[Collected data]
********

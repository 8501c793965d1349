//! Task Planner
//!
//! Decides which tool invocations a task needs. The completion backend
//! gets the first word; whenever it is missing, declines to answer, or
//! returns something unusable, a deterministic heuristic produces the
//! plan instead, so planning works identically with no backend at all.

use std::sync::OnceLock;

use regex::Regex;
use serde::Deserialize;

use crate::completion::{ChatTurn, CompletionClient};
use crate::model::AgentDefinition;
use crate::tools::{coerce_bool, ToolName};

/// One intended tool invocation, in execution order.
///
/// Ephemeral: planned calls exist between planning and execution and
/// are never persisted.
#[derive(Clone, Debug, PartialEq)]
pub struct PlannedCall {
    pub tool: ToolName,
    pub query: String,
    /// Planner's stated motivation; used as the note prefix downstream
    pub reason: String,
}

/// Payload shape requested from the planning model
#[derive(Debug, Deserialize)]
struct PlanPayload {
    #[serde(default = "default_true")]
    should_use_tools: bool,
    #[serde(default)]
    tool_calls: Vec<RawPlannedCall>,
}

#[derive(Debug, Deserialize)]
struct RawPlannedCall {
    #[serde(default)]
    tool: Option<String>,
    #[serde(default)]
    query: Option<String>,
    #[serde(default)]
    reason: Option<String>,
}

fn default_true() -> bool {
    true
}

/// Produce the tool plan for one task.
///
/// With no configured tools the plan is empty and no external call is
/// made. Suggestions referencing unknown or unconfigured tools are
/// dropped; a model failure of any kind falls back to the heuristic.
pub(crate) async fn plan_tool_usage(
    completion: Option<&dyn CompletionClient>,
    agent: &AgentDefinition,
    task: &str,
    available: &[ToolName],
) -> Vec<PlannedCall> {
    if available.is_empty() {
        return Vec::new();
    }
    let Some(client) = completion else {
        return heuristic_plan(task, available);
    };
    let calls = model_plan(client, agent, task, available).await;
    if calls.is_empty() {
        heuristic_plan(task, available)
    } else {
        calls
    }
}

async fn model_plan(
    client: &dyn CompletionClient,
    agent: &AgentDefinition,
    task: &str,
    available: &[ToolName],
) -> Vec<PlannedCall> {
    let mut system = String::from(
        "You are a planning assistant. Decide how the agent should solve the user's request. \
         Available tools:\n",
    );
    for tool in available {
        system.push_str(&format!("- {tool}: {}\n", tool.capability()));
    }
    system.push_str(
        "Respond with JSON containing `should_use_tools` (boolean) and `tool_calls` (list of \
         objects with fields `tool`, `query`, `reason`). Use the fewest necessary tool calls. \
         If tools are unnecessary, return `should_use_tools: false` and an empty list.",
    );

    let (auto_search, strategy) = search_hints(agent);
    let user = format!(
        "Agent persona: {}\nTask: {}\nAuto search enabled: {}\nSearch strategy hint: {}",
        agent.name,
        task,
        auto_search,
        strategy.as_deref().unwrap_or("default"),
    );

    let content = match client.complete(&system, &[ChatTurn::user(user)], 0.0).await {
        Ok(content) if !content.trim().is_empty() => content,
        Ok(_) => {
            tracing::warn!("planning model returned empty content; using heuristic plan");
            return Vec::new();
        }
        Err(error) => {
            tracing::warn!(%error, "tool planning via completion backend failed; using heuristic plan");
            return Vec::new();
        }
    };

    let Ok(payload) = serde_json::from_str::<PlanPayload>(&content) else {
        tracing::warn!("unparseable planning payload; using heuristic plan");
        return Vec::new();
    };
    if !payload.should_use_tools {
        return Vec::new();
    }

    payload
        .tool_calls
        .into_iter()
        .filter_map(|raw| {
            let tool = ToolName::parse(raw.tool.as_deref().unwrap_or_default())?;
            if !available.contains(&tool) {
                return None;
            }
            let query = raw.query.unwrap_or_default();
            let query = query.trim();
            if query.is_empty() {
                return None;
            }
            Some(PlannedCall {
                tool,
                query: query.to_string(),
                reason: raw.reason.unwrap_or_default(),
            })
        })
        .collect()
}

/// Planner hints carried on the agent's web search configuration.
/// With duplicate configurations the last one wins.
fn search_hints(agent: &AgentDefinition) -> (bool, Option<String>) {
    let params = agent
        .tools
        .iter()
        .rev()
        .find(|config| config.name == ToolName::WebSearch)
        .map(|config| &config.parameters);

    let auto_search = params
        .and_then(|p| p.get("auto_search"))
        .is_some_and(coerce_bool);
    let strategy = params
        .and_then(|p| p.get("strategy"))
        .and_then(serde_json::Value::as_str)
        .filter(|hint| !hint.is_empty())
        .map(str::to_string);

    (auto_search, strategy)
}

/// Deterministic fallback plan.
///
/// Same task and tool set always yield the same calls: a web search on
/// the whole task when search is configured, plus a calculator call
/// when an arithmetic expression can be extracted.
pub fn heuristic_plan(task: &str, available: &[ToolName]) -> Vec<PlannedCall> {
    let mut plan = Vec::new();

    if available.contains(&ToolName::WebSearch) {
        let keyword = task.trim();
        if !keyword.is_empty() {
            plan.push(PlannedCall {
                tool: ToolName::WebSearch,
                query: keyword.to_string(),
                reason: "Search for up-to-date information related to the task".to_string(),
            });
        }
    }

    if available.contains(&ToolName::Calculator) {
        if let Some(expression) = extract_expression(task) {
            plan.push(PlannedCall {
                tool: ToolName::Calculator,
                query: expression,
                reason: "Evaluate the arithmetic expression in the task".to_string(),
            });
        }
    }

    plan
}

static VERB_EXPRESSION: OnceLock<Regex> = OnceLock::new();
static BARE_EXPRESSION: OnceLock<Regex> = OnceLock::new();

/// Pull an arithmetic substring out of a task: either introduced by a
/// calculation verb (English or Chinese) or the entire task being one
/// expression.
fn extract_expression(task: &str) -> Option<String> {
    let verb = VERB_EXPRESSION.get_or_init(|| {
        Regex::new(r"(?i)(?:calc(?:ulate)?|计算|算|求)[^\d()+\-*/]*([\d\s+\-*/.()]+)")
            .expect("verb expression pattern is valid")
    });
    if let Some(captures) = verb.captures(task) {
        let expression = captures[1].trim();
        if !expression.is_empty() {
            return Some(expression.to_string());
        }
    }

    let bare = BARE_EXPRESSION.get_or_init(|| {
        Regex::new(r"^[\d\s+\-*/.()]+$").expect("bare expression pattern is valid")
    });
    let trimmed = task.trim();
    if !trimmed.is_empty() && bare.is_match(trimmed) {
        return Some(trimmed.to_string());
    }
    None
}

#[cfg(test)]
mod tests {
    use super::*;
    use crate::completion::ScriptedCompletion;
    use crate::model::ToolConfig;
    use chrono::Utc;
    use serde_json::json;

    fn agent_with(tools: Vec<ToolConfig>) -> AgentDefinition {
        AgentDefinition {
            agent_id: "a-1".into(),
            name: "Research Agent".into(),
            description: "test agent".into(),
            prompt: "You are a research agent.".into(),
            tools,
            created_at: Utc::now(),
            is_composite: false,
            sub_agents: Vec::new(),
        }
    }

    #[test]
    fn test_expression_extraction() {
        assert_eq!(
            extract_expression("Please calculate 12 * (3 + 4) for me"),
            Some("12 * (3 + 4)".to_string())
        );
        assert_eq!(extract_expression("算 1+2"), Some("1+2".to_string()));
        assert_eq!(extract_expression("  3 * 14 "), Some("3 * 14".to_string()));
        assert_eq!(extract_expression("what is the capital of France"), None);
        assert_eq!(extract_expression("calculate the odds"), None);
    }

    #[test]
    fn test_heuristic_is_deterministic() {
        let available = [ToolName::WebSearch, ToolName::Calculator];
        let task = "calculate 2 + 2 and check the latest news";
        let first = heuristic_plan(task, &available);
        let second = heuristic_plan(task, &available);
        assert_eq!(first, second);

        assert_eq!(first.len(), 2);
        assert_eq!(first[0].tool, ToolName::WebSearch);
        assert_eq!(first[0].query, task);
        assert_eq!(first[1].tool, ToolName::Calculator);
        assert_eq!(first[1].query, "2 + 2");
    }

    #[test]
    fn test_heuristic_skips_unconfigured_tools() {
        let plan = heuristic_plan("calculate 1 + 1", &[ToolName::AmapWeather]);
        assert!(plan.is_empty());
    }

    #[tokio::test]
    async fn test_no_tools_means_no_plan_and_no_call() {
        let client = ScriptedCompletion::new().reply("should never be consumed");
        let agent = agent_with(Vec::new());

        let plan = plan_tool_usage(Some(&client), &agent, "any task", &[]).await;
        assert!(plan.is_empty());
        assert_eq!(client.call_count(), 0);
    }

    #[tokio::test]
    async fn test_model_plan_filters_unknown_and_unconfigured() {
        let reply = json!({
            "should_use_tools": true,
            "tool_calls": [
                {"tool": "calculator", "query": "1 + 1", "reason": "math"},
                {"tool": "python", "query": "print(1)", "reason": "unknown tool"},
                {"tool": "amap_weather", "query": "Shanghai", "reason": "not configured"},
                {"tool": "calculator", "query": "   ", "reason": "blank query"},
            ]
        });
        let client = ScriptedCompletion::new().reply(reply.to_string());
        let agent = agent_with(vec![ToolConfig::new(ToolName::Calculator, "math")]);

        let plan =
            plan_tool_usage(Some(&client), &agent, "some task", &[ToolName::Calculator]).await;
        assert_eq!(
            plan,
            vec![PlannedCall {
                tool: ToolName::Calculator,
                query: "1 + 1".to_string(),
                reason: "math".to_string(),
            }]
        );
    }

    #[tokio::test]
    async fn test_model_decline_falls_back_to_heuristic() {
        let reply = json!({"should_use_tools": false, "tool_calls": []});
        let client = ScriptedCompletion::new().reply(reply.to_string());
        let agent = agent_with(vec![ToolConfig::new(ToolName::WebSearch, "search")]);

        let plan =
            plan_tool_usage(Some(&client), &agent, "latest rust news", &[ToolName::WebSearch])
                .await;
        assert_eq!(plan.len(), 1);
        assert_eq!(plan[0].tool, ToolName::WebSearch);
        assert_eq!(plan[0].query, "latest rust news");
    }

    #[tokio::test]
    async fn test_model_failure_falls_back_to_heuristic() {
        let client = ScriptedCompletion::new().fail("connection refused");
        let agent = agent_with(vec![ToolConfig::new(ToolName::WebSearch, "search")]);

        let plan = plan_tool_usage(Some(&client), &agent, "查询天气", &[ToolName::WebSearch]).await;
        assert_eq!(plan.len(), 1);
    }

    #[tokio::test]
    async fn test_unparseable_payload_falls_back_to_heuristic() {
        let client = ScriptedCompletion::new().reply("I think you should use the calculator.");
        let agent = agent_with(vec![ToolConfig::new(ToolName::Calculator, "math")]);

        let plan =
            plan_tool_usage(Some(&client), &agent, "calculate 5 * 5", &[ToolName::Calculator])
                .await;
        assert_eq!(plan.len(), 1);
        assert_eq!(plan[0].query, "5 * 5");
    }

    #[tokio::test]
    async fn test_planner_prompt_carries_search_hints() {
        let reply = json!({"should_use_tools": true, "tool_calls": [
            {"tool": "web_search", "query": "rust 1.80", "reason": "lookup"}
        ]});
        let client = ScriptedCompletion::new().reply(reply.to_string());
        let config = ToolConfig::new(ToolName::WebSearch, "search")
            .with_parameter("auto_search", json!(true))
            .with_parameter("strategy", json!("prefer official sources"));
        let agent = agent_with(vec![config]);

        plan_tool_usage(Some(&client), &agent, "rust 1.80", &[ToolName::WebSearch]).await;

        let call = client.call(0).unwrap();
        assert!((call.temperature - 0.0).abs() < f32::EPSILON);
        assert!(call.system.contains("planning assistant"));
        assert!(call.turns[0].content.contains("Auto search enabled: true"));
        assert!(call.turns[0]
            .content
            .contains("Search strategy hint: prefer official sources"));
    }

    #[tokio::test]
    async fn test_no_client_uses_heuristic_directly() {
        let agent = agent_with(vec![ToolConfig::new(ToolName::Calculator, "math")]);
        let plan = plan_tool_usage(None, &agent, "求 9 * 9", &[ToolName::Calculator]).await;
        assert_eq!(plan.len(), 1);
        assert_eq!(plan[0].query, "9 * 9");
    }
}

********

• _Problem statement_
Can you write out the lines above, from the first one through the one containing "heuristic produces the", exactly as they appear and nothing more?

• _Completed exercise_
repository 8501c793965d1349
//! Task Planner
//!
//! Decides which tool invocations a task needs. The completion backend
//! gets the first word; whenever it is missing, declines to answer, or
//! returns something unusable, a deterministic heuristic produces the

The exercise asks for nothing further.